Write out each record again exactly as it stands.

____

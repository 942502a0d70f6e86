use actix_web::{
    error::JsonPayloadError, http::StatusCode, HttpRequest, HttpResponse, ResponseError,
};
use database::database::database::DatabaseError;
use serde_json::json;
use thiserror::Error;

pub const PERSON_NOT_FOUND: &str = "Person not found";

#[derive(Error, Debug)]
pub enum ApiError {
    /// Any schema violation, all of them share a single status
    #[error("{0}")]
    Validation(String),

    #[error("{}", PERSON_NOT_FOUND)]
    NotFound,

    #[error("{0}")]
    Conflict(String),

    #[error("{0}")]
    StorageUnavailable(String),
}

impl ResponseError for ApiError {
    fn status_code(&self) -> StatusCode {
        match self {
            ApiError::Validation(_) => StatusCode::UNPROCESSABLE_ENTITY,
            ApiError::NotFound => StatusCode::NOT_FOUND,
            ApiError::Conflict(_) => StatusCode::CONFLICT,
            ApiError::StorageUnavailable(_) => StatusCode::SERVICE_UNAVAILABLE,
        }
    }

    fn error_response(&self) -> HttpResponse {
        HttpResponse::build(self.status_code()).json(json!({ "detail": self.to_string() }))
    }
}

impl From<DatabaseError> for ApiError {
    fn from(error: DatabaseError) -> Self {
        match error {
            DatabaseError::NotFound(_) => ApiError::NotFound,
            DatabaseError::NotNullConstraintViolation(field) => {
                ApiError::Validation(format!("Cannot set field to null: {}", field))
            }
            DatabaseError::AlreadyExists(id) => {
                ApiError::Conflict(format!("Person already exists: {}", id))
            }
            DatabaseError::StorageUnavailable(e) => {
                log::error!("Storage failure: {}", e);
                ApiError::StorageUnavailable(e.to_string())
            }
        }
    }
}

/// Routes body extraction failures (bad JSON, wrong types, missing fields, wrong content type)
/// into the uniform validation outcome
pub fn json_error_handler(error: JsonPayloadError, _req: &HttpRequest) -> actix_web::Error {
    ApiError::Validation(error.to_string()).into()
}
pub mod database;
pub mod options;
pub mod table;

____

■ **Solution to this exercise**
repository 942502a0d70f6e86
use actix_web::{
    error::JsonPayloadError, http::StatusCode, HttpRequest, HttpResponse, ResponseError,
};
use database::database::database::DatabaseError;
use serde_json::json;
use thiserror::Error;

pub const PERSON_NOT_FOUND: &str = "Person not found";

#[derive(Error, Debug)]
pub enum ApiError {
    /// Any schema violation, all of them share a single status
    #[error("{0}")]
    Validation(String),

    #[error("{}", PERSON_NOT_FOUND)]
    NotFound,

    #[error("{0}")]
    Conflict(String),

    #[error("{0}")]
    StorageUnavailable(String),
}

impl ResponseError for ApiError {
    fn status_code(&self) -> StatusCode {
        match self {
            ApiError::Validation(_) => StatusCode::UNPROCESSABLE_ENTITY,
            ApiError::NotFound => StatusCode::NOT_FOUND,
            ApiError::Conflict(_) => StatusCode::CONFLICT,
            ApiError::StorageUnavailable(_) => StatusCode::SERVICE_UNAVAILABLE,
        }
    }

    fn error_response(&self) -> HttpResponse {
        HttpResponse::build(self.status_code()).json(json!({ "detail": self.to_string() }))
    }
}

impl From<DatabaseError> for ApiError {
    fn from(error: DatabaseError) -> Self {
        match error {
            DatabaseError::NotFound(_) => ApiError::NotFound,
            DatabaseError::NotNullConstraintViolation(field) => {
                ApiError::Validation(format!("Cannot set field to null: {}", field))
            }
            DatabaseError::AlreadyExists(id) => {
                ApiError::Conflict(format!("Person already exists: {}", id))
            }
            DatabaseError::StorageUnavailable(e) => {
                log::error!("Storage failure: {}", e);
                ApiError::StorageUnavailable(e.to_string())
            }
        }
    }
}

/// Routes body extraction failures (bad JSON, wrong types, missing fields, wrong content type)
/// into the uniform validation outcome
pub fn json_error_handler(error: JsonPayloadError, _req: &HttpRequest) -> actix_web::Error {
    ApiError::Validation(error.to_string()).into()
}
pub mod database;
pub mod options;
pub mod table;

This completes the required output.